April’s webinar, Banking Cannabis with Confidence, was a huge success in discussing how to bank marijuana-related businesses (MRBs) while complying with federal guidelines. In fact, we ran out of time before our guest speakers from Link to Banking, Robert Casares, CAMS and Tom Fleming, CAMS, were able to answer all of your questions!
Because this topic is new and complex, we wanted to make sure your questions got answered. Here are the Top 10 Questions on Banking MRBs, answered by Robert Casares and Tom Fleming.
Please note that Link to Banking did not correct any apparent grammatical or spelling errors in the questions as submitted but rather responded to their interpretation of what was being asked. A longer, more comprehensive list of MRB-related questions and answers is available here.
Top 10 Questions on Banking MRBs
On The Industry
Q: Can you repeat again the difference between MRB and other business that are providing services to the MRB, and are these supporting businesses need the same due diligence too?
R&T: Generally, “marijuana related businesses” or “MRBs” refer to the entities that actually touch the marijuana plant. That would include cultivators, dispensaries, producers of products using the plant including extraction of substances from the plant, and infusion of those products into other substances such as edibles. “Ancillary businesses” would be any entity that provides goods or services to the MRBs. The reasoning here is that the ancillary business is being paid with proceeds from the sale of marijuana or marijuana products which under the Controlled Substances Act is currently illegal. Included in this category would be a huge variety of businesses such as those that sell soil, lighting, ventilation systems, packaging products, landlords, security companies, armored car services, and any other business that gets paid with the proceeds of the sale of marijuana or marijuana production or products. Also included in this category would be employees of the MRB.
Appropriate due diligence, as with any customer, would depend on the bank’s assessment of the risk to the bank from the customer. At this point there is no official guidance on ancillary businesses but a reasonable approach would be similar to recommendations on multifaceted businesses that provide retail as well as financial services. That is, if the entity obtains more than 50% of its gross revenues from financial services it should be considered a Money Services Business or MSB, but if less than 50% of its gross revenue is from other than financial services it should be considered a retail business that also provides financial services. Assumedly the greater the amount of gross revenue an ancillary business receives from an MRB, the greater the risk that ancillary business could be used or abused for nefarious purposes.
On Ancillary Businesses
Q: What about ancillary businesses. Do you suggest enhanced monitoring?

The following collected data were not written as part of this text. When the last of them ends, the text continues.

//! Embeddable feed ranking command surface.
//!
//! Hosts embed the ranking CLI through:
//! - [`run_cli`] for full parsed CLI execution.
//! - [`run_feed`] for a `FeedCommand` against item snapshots on disk.
//! - [`run_weights`] for inspecting the effective weights ruleset.
//!
//! Engine validation failures keep their [`RankingError`] type inside the
//! returned [`anyhow::Error`]; [`render_error`] turns them into the
//! `{code, message}` envelope.

use std::path::{Path, PathBuf};

use anyhow::{Context, Result};
use clap::{Args, Parser, Subcommand};
use serde::Serialize;
use stem_ranking_core::{
    parse_rfc3339_utc, Clock, Item, RankingEngine, RankingError, RankingWeights, RawFeedQuery,
    SystemClock,
};
use time::OffsetDateTime;
use tracing::{debug, info};
use tracing_subscriber::EnvFilter;

pub const LOG_ENV_VAR: &str = "STEM_LOG";
const DEFAULT_LOG_FILTER: &str = "warn";

#[derive(Debug, Parser)]
#[command(name = "stem")]
#[command(about = "Stem feed ranking CLI")]
pub struct Cli {
    /// Tracing filter directive, e.g. `debug` or `stem_ranking_core=debug`.
    #[arg(long, global = true)]
    log_level: Option<String>,

    #[command(subcommand)]
    command: Command,
}

#[derive(Debug, Subcommand)]
pub enum Command {
    Feed {
        #[command(subcommand)]
        command: Box<FeedCommand>,
    },
    Weights {
        #[command(subcommand)]
        command: Box<WeightsCommand>,
    },
}

#[derive(Debug, Subcommand)]
pub enum FeedCommand {
    Query(FeedQueryArgs),
    Score(FeedScoreArgs),
}

#[derive(Debug, Args)]
pub struct FeedQueryArgs {
    #[arg(long)]
    items: PathBuf,
    #[arg(long)]
    sort: Option<String>,
    #[arg(long)]
    time_range: Option<String>,
    #[arg(long)]
    tags: Option<String>,
    #[arg(long, allow_hyphen_values = true)]
    page: Option<String>,
    #[arg(long, allow_hyphen_values = true)]
    limit: Option<String>,
    #[arg(long)]
    now: Option<String>,
    #[arg(long)]
    weights: Option<PathBuf>,
}

#[derive(Debug, Args)]
pub struct FeedScoreArgs {
    #[arg(long)]
    items: PathBuf,
    #[arg(long)]
    now: Option<String>,
    #[arg(long)]
    weights: Option<PathBuf>,
    #[arg(long)]
    json: bool,
}

#[derive(Debug, Subcommand)]
pub enum WeightsCommand {
    Show(WeightsShowArgs),
}

#[derive(Debug, Args)]
pub struct WeightsShowArgs {
    #[arg(long)]
    weights: Option<PathBuf>,
}

#[derive(Debug, Clone, Serialize, PartialEq)]
#[serde(rename_all = "camelCase")]
pub struct ScoreRow {
    pub id: String,
    pub trending_score: f64,
}

/// Executes the parsed top-level CLI command graph.
///
/// # Errors
/// Returns an error when loading inputs fails or the engine rejects the query.
pub fn run_cli(cli: Cli) -> Result<()> {
    init_tracing(cli.log_level.as_deref())?;

    match cli.command {
        Command::Feed { command } => run_feed(*command),
        Command::Weights { command } => run_weights(*command),
    }
}

/// Executes a parsed feed command and prints its JSON result to stdout.
///
/// # Errors
/// Returns an error when the item snapshot or weights cannot be loaded,
/// `--now` is malformed, or the engine rejects the query parameters.
pub fn run_feed(command: FeedCommand) -> Result<()> {
    match command {
        FeedCommand::Query(args) => {
            let raw = RawFeedQuery {
                page: args.page,
                limit: args.limit,
                sort: args.sort,
                time_range: args.time_range,
                tags: args.tags,
            };
            // Parameters are checked before touching the snapshot on disk.
            let query = raw.validate()?;
            let now = resolve_now(args.now.as_deref(), &SystemClock)?;
            let engine = RankingEngine::new(load_weights(args.weights.as_deref())?)?;
            let items = load_items(&args.items)?;

            let page = engine.query(&items, &query, now)?;
            info!(
                items = items.len(),
                returned = page.data.len(),
                total_count = page.pagination.total_count,
                "feed query complete"
            );
            println!("{}", serde_json::to_string_pretty(&page)?);
            Ok(())
        }
        FeedCommand::Score(args) => {
            let now = resolve_now(args.now.as_deref(), &SystemClock)?;
            let engine = RankingEngine::new(load_weights(args.weights.as_deref())?)?;
            let items = load_items(&args.items)?;
            let rows = score_rows(&engine, &items, now);

            if args.json {
                println!("{}", serde_json::to_string_pretty(&rows)?);
            } else {
                print_score_table(&rows);
            }
            Ok(())
        }
    }
}

/// Prints the effective weights ruleset.
///
/// # Errors
/// Returns an error when a weights file is given but cannot be loaded.
pub fn run_weights(command: WeightsCommand) -> Result<()> {
    match command {
        WeightsCommand::Show(args) => {
            let weights = load_weights(args.weights.as_deref())?;
            println!("{}", serde_json::to_string_pretty(&weights)?);
            Ok(())
        }
    }
}

/// Reads a JSON array of items and validates each one.
///
/// # Errors
/// Returns an error when the file is unreadable, not a JSON item array, or
/// any item violates the metrics invariants.
pub fn load_items(path: &Path) -> Result<Vec<Item>> {
    let body = std::fs::read_to_string(path)
        .with_context(|| format!("failed reading items from {}", path.display()))?;
    let value: serde_json::Value = serde_json::from_str(&body)
        .with_context(|| format!("items file {} must be valid JSON", path.display()))?;
    let Some(entries) = value.as_array() else {
        anyhow::bail!("items file {} must be a JSON array of items", path.display());
    };

    let items = entries
        .iter()
        .map(Item::from_json)
        .collect::<Result<Vec<Item>, RankingError>>()?;

    debug!(count = items.len(), path = %path.display(), "loaded item snapshot");
    Ok(items)
}

/// Loads a weights ruleset file, or the `v1` defaults when no path is given.
///
/// # Errors
/// Returns an error when the file is unreadable or fails ruleset validation.
pub fn load_weights(path: Option<&Path>) -> Result<RankingWeights> {
    let Some(path) = path else {
        return Ok(RankingWeights::v1());
    };

    let body = std::fs::read_to_string(path)
        .with_context(|| format!("failed reading weights from {}", path.display()))?;
    let value: serde_json::Value = serde_json::from_str(&body)
        .with_context(|| format!("weights file {} must be valid JSON", path.display()))?;
    Ok(RankingWeights::from_json(&value)?)
}

/// Renders a failure for stderr along with its process exit code.
///
/// Engine errors become a one-line JSON envelope with exit code 2; anything
/// else is printed as a plain message with exit code 1.
#[must_use]
pub fn render_error(err: &anyhow::Error) -> (String, u8) {
    match err.downcast_ref::<RankingError>() {
        Some(ranking) => {
            let rendered = serde_json::to_string(&ranking.envelope())
                .unwrap_or_else(|_| format!("{}: {ranking}", ranking.code()));
            (rendered, 2)
        }
        None => (format!("error: {err:#}"), 1),
    }
}

fn init_tracing(directive: Option<&str>) -> Result<()> {
    let filter = match directive {
        Some(value) => EnvFilter::try_new(value)
            .with_context(|| format!("invalid --log-level directive `{value}`"))?,
        None => EnvFilter::try_from_env(LOG_ENV_VAR)
            .unwrap_or_else(|_| EnvFilter::new(DEFAULT_LOG_FILTER)),
    };

    // A host may already own the global subscriber.
    let _ = tracing_subscriber::fmt()
        .with_env_filter(filter)
        .with_target(false)
        .with_writer(std::io::stderr)
        .try_init();
    Ok(())
}

fn resolve_now(raw: Option<&str>, clock: &impl Clock) -> Result<OffsetDateTime> {
    match raw {
        Some(value) => Ok(parse_rfc3339_utc(value)?),
        None => Ok(clock.now()),
    }
}

fn score_rows(engine: &RankingEngine, items: &[Item], now: OffsetDateTime) -> Vec<ScoreRow> {
    items
        .iter()
        .map(|item| ScoreRow {
            id: item.id.clone(),
            trending_score: engine.score(&item.metrics, now),
        })
        .collect()
}

fn print_score_table(rows: &[ScoreRow]) {
    println!("{:<32} trending_score", "id");
    println!("{}", "-".repeat(48));

    for row in rows {
        println!("{:<32} {:.3}", row.id, row.trending_score);
    }
}
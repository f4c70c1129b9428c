//! Trending ranking engine for the Stem video feed.
//!
//! The engine is stateless: every operation is a pure function of the item
//! snapshot, the query, and the `now` supplied by the caller. The only state a
//! [`RankingEngine`] carries is its immutable [`RankingWeights`] ruleset.

use std::cmp::Ordering;
use std::fmt::{Display, Formatter};
use std::str::FromStr;

use serde::{Deserialize, Serialize};
use serde_json::Value;
use time::{Duration, OffsetDateTime, UtcOffset};
use tracing::{debug, warn};

pub const DEFAULT_PAGE: u32 = 1;
pub const DEFAULT_LIMIT: u32 = 10;

#[derive(Debug, Clone, thiserror::Error, Eq, PartialEq)]
pub enum RankingError {
    #[error("invalid page: {0}")]
    InvalidPage(String),
    #[error("invalid limit: {0}")]
    InvalidLimit(String),
    #[error("invalid sort mode: {0}")]
    InvalidSortMode(String),
    #[error("invalid time range: {0}")]
    InvalidTimeRange(String),
    #[error("invalid metrics: {0}")]
    InvalidMetrics(String),
    #[error("invalid timestamp: {0}")]
    InvalidTimestamp(String),
    #[error("configuration error: {0}")]
    Configuration(String),
}

impl RankingError {
    /// Stable machine-readable code used in the `{code, message}` error envelope.
    #[must_use]
    pub fn code(&self) -> &'static str {
        match self {
            Self::InvalidPage(_) => "feed.invalid_page",
            Self::InvalidLimit(_) => "feed.invalid_limit",
            Self::InvalidSortMode(_) => "feed.invalid_sort_mode",
            Self::InvalidTimeRange(_) => "feed.invalid_time_range",
            Self::InvalidMetrics(_) => "feed.invalid_metrics",
            Self::InvalidTimestamp(_) => "feed.invalid_timestamp",
            Self::Configuration(_) => "feed.configuration",
        }
    }

    /// True when the caller supplied bad input (HTTP 400 class).
    #[must_use]
    pub fn is_client_error(&self) -> bool {
        !matches!(self, Self::Configuration(_))
    }

    #[must_use]
    pub fn envelope(&self) -> ErrorEnvelope {
        ErrorEnvelope {
            code: self.code().to_string(),
            message: self.to_string(),
        }
    }
}

#[derive(Debug, Clone, Serialize, Deserialize, Eq, PartialEq)]
pub struct ErrorEnvelope {
    pub code: String,
    pub message: String,
}

#[derive(Debug, Clone, Copy, Serialize, Deserialize, Eq, PartialEq, Hash, Default)]
#[serde(rename_all = "lowercase")]
pub enum SortMode {
    Trending,
    #[default]
    Recent,
    Popular,
}

impl SortMode {
    #[must_use]
    pub fn as_str(self) -> &'static str {
        match self {
            Self::Trending => "trending",
            Self::Recent => "recent",
            Self::Popular => "popular",
        }
    }
}

impl Display for SortMode {
    fn fmt(&self, f: &mut Formatter<'_>) -> std::fmt::Result {
        f.write_str(self.as_str())
    }
}

impl FromStr for SortMode {
    type Err = RankingError;

    fn from_str(value: &str) -> Result<Self, Self::Err> {
        match value {
            "trending" => Ok(Self::Trending),
            "recent" => Ok(Self::Recent),
            "popular" => Ok(Self::Popular),
            _ => Err(RankingError::InvalidSortMode(format!(
                "`{value}` is not one of trending, recent, popular"
            ))),
        }
    }
}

R&T: As with any other account or customer, the bank should assess the risk and conduct appropriate due diligence accordingly. We can safely assume that examiners are going to consider ancillary businesses as higher risk customers, and they will expect appropriate enhanced due diligence. As suggested in a previous Q&A since there currently is no guidance on ancillary businesses, a reasonable approach would be to look at the amount of gross revenue the business receives from MRBs and factor that into the risk assessment and due diligence process.
Q: Given the large number of ancillary businesses, who has to register as an MRB?
R&T: No one has to register as an MRB. There is no registration process at this time for marijuana related businesses. We explained in the webinar that the Marijuana Limited SAR acts like a registration process in that it provides only minimal information on the business but does in fact notify the federal government that the business is operating as an MRB.
Q: MRB’s illegal federally but legal at state level…do federal regulators have standing to enforce or regulate MRB’s?
R&T: At this point federal regulators do not have authority to regulate MRBs but DOJ does have the ability and authority to enforce federal law where MRBs are concerned. The Cole memos make it clear that DOJ has such authority but that they are deferring to the states to regulate and enforce under state law provisions. If and when MRBs become federally legal and required by federal statute to be regulated by a designated agency of the federal government, they will be supervised by federal regulators.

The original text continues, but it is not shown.